Look through the records and copy every line in which "unified" appears.
++++ RECORDED INFORMATION
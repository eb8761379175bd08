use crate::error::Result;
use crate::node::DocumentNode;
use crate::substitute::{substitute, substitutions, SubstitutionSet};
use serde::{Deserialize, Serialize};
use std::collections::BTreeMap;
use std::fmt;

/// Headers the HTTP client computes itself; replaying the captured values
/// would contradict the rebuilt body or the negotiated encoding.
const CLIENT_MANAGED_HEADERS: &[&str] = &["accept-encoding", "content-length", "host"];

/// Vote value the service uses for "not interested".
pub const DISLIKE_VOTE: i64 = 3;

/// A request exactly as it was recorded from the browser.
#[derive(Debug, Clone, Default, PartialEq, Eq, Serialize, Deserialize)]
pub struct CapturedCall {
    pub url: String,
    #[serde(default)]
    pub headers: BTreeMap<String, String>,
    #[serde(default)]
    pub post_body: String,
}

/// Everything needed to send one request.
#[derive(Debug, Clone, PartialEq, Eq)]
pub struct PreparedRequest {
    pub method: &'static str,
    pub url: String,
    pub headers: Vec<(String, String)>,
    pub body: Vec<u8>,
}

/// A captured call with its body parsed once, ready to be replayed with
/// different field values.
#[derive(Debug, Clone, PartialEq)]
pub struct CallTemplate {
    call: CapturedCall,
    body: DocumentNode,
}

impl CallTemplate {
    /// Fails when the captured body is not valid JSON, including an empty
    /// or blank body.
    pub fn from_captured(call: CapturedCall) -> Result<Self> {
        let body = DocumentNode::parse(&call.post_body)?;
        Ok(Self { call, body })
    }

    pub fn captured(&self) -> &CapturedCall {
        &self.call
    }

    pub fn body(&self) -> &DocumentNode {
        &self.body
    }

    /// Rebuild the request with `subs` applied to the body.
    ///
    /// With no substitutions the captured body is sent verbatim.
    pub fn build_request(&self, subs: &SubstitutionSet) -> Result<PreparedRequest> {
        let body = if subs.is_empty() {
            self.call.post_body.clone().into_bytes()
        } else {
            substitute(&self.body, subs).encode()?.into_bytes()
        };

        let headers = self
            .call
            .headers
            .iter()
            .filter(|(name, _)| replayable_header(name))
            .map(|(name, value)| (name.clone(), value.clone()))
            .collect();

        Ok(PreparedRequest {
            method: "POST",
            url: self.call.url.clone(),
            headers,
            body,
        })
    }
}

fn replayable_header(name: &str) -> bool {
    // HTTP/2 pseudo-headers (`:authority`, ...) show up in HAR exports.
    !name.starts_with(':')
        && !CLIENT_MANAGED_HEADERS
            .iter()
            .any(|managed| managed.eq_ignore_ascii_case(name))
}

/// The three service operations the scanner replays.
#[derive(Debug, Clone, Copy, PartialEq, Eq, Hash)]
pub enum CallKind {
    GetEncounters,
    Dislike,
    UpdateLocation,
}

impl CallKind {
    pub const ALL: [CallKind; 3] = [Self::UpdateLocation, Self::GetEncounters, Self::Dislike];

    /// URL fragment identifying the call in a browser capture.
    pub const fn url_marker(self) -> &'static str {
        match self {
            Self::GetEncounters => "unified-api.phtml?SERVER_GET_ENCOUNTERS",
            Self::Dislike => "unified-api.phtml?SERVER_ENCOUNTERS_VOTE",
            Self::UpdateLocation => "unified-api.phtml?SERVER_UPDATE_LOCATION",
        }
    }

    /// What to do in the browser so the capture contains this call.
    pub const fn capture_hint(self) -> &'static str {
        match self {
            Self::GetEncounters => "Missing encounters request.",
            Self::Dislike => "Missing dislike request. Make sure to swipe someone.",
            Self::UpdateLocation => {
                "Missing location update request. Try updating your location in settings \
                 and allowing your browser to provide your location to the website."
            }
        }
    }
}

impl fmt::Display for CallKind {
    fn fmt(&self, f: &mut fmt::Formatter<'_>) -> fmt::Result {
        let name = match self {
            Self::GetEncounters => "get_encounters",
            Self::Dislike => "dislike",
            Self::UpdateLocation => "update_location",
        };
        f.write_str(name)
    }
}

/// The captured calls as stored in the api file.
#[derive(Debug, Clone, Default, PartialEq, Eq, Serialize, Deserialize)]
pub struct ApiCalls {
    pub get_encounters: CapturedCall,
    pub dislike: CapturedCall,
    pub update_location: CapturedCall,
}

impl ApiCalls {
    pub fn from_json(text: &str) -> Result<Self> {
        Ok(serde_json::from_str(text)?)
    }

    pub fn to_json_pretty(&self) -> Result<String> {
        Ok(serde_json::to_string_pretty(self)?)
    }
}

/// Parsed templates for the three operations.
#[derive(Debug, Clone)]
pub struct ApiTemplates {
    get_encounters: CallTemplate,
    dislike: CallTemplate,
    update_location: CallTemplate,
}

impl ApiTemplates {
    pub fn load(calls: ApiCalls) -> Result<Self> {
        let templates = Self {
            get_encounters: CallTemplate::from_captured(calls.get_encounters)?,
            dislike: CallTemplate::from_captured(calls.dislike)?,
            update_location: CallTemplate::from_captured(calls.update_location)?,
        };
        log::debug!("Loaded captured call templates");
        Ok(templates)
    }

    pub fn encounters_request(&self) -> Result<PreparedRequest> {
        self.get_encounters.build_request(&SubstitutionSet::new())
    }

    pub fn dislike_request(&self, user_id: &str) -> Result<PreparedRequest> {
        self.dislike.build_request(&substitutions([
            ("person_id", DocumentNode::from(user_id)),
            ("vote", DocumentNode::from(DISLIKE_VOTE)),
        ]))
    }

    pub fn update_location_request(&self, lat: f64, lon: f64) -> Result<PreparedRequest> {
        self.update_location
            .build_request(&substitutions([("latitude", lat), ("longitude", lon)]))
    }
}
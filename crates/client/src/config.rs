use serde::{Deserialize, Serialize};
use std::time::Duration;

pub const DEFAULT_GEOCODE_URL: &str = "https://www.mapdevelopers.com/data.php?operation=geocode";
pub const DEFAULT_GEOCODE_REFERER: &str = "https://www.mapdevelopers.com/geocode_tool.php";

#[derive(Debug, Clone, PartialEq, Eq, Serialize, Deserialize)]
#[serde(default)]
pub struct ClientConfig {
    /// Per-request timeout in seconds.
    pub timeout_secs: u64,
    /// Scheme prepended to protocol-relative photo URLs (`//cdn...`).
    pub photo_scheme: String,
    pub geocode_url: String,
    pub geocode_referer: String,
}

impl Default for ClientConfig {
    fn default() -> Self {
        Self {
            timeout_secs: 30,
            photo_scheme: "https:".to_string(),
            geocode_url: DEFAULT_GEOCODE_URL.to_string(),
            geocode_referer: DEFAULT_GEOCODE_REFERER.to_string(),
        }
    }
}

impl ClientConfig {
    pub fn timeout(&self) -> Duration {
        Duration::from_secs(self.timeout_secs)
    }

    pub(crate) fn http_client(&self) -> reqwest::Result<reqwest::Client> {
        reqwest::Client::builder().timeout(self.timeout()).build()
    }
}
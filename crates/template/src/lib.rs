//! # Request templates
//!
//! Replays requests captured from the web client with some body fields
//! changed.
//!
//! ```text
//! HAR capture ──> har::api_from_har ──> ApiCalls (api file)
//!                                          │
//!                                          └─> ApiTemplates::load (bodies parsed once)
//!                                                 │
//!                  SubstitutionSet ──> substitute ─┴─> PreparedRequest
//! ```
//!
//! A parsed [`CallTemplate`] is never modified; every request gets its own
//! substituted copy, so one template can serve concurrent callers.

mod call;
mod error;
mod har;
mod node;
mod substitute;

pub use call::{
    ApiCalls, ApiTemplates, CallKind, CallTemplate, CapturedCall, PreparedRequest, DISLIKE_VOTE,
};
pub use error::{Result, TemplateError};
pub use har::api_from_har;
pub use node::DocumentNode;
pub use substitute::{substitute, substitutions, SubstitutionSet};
++++++++
**YOUR RESPONSE**
            Self::GetEncounters => "unified-api.phtml?SERVER_GET_ENCOUNTERS",
            Self::Dislike => "unified-api.phtml?SERVER_ENCOUNTERS_VOTE",
            Self::UpdateLocation => "unified-api.phtml?SERVER_UPDATE_LOCATION",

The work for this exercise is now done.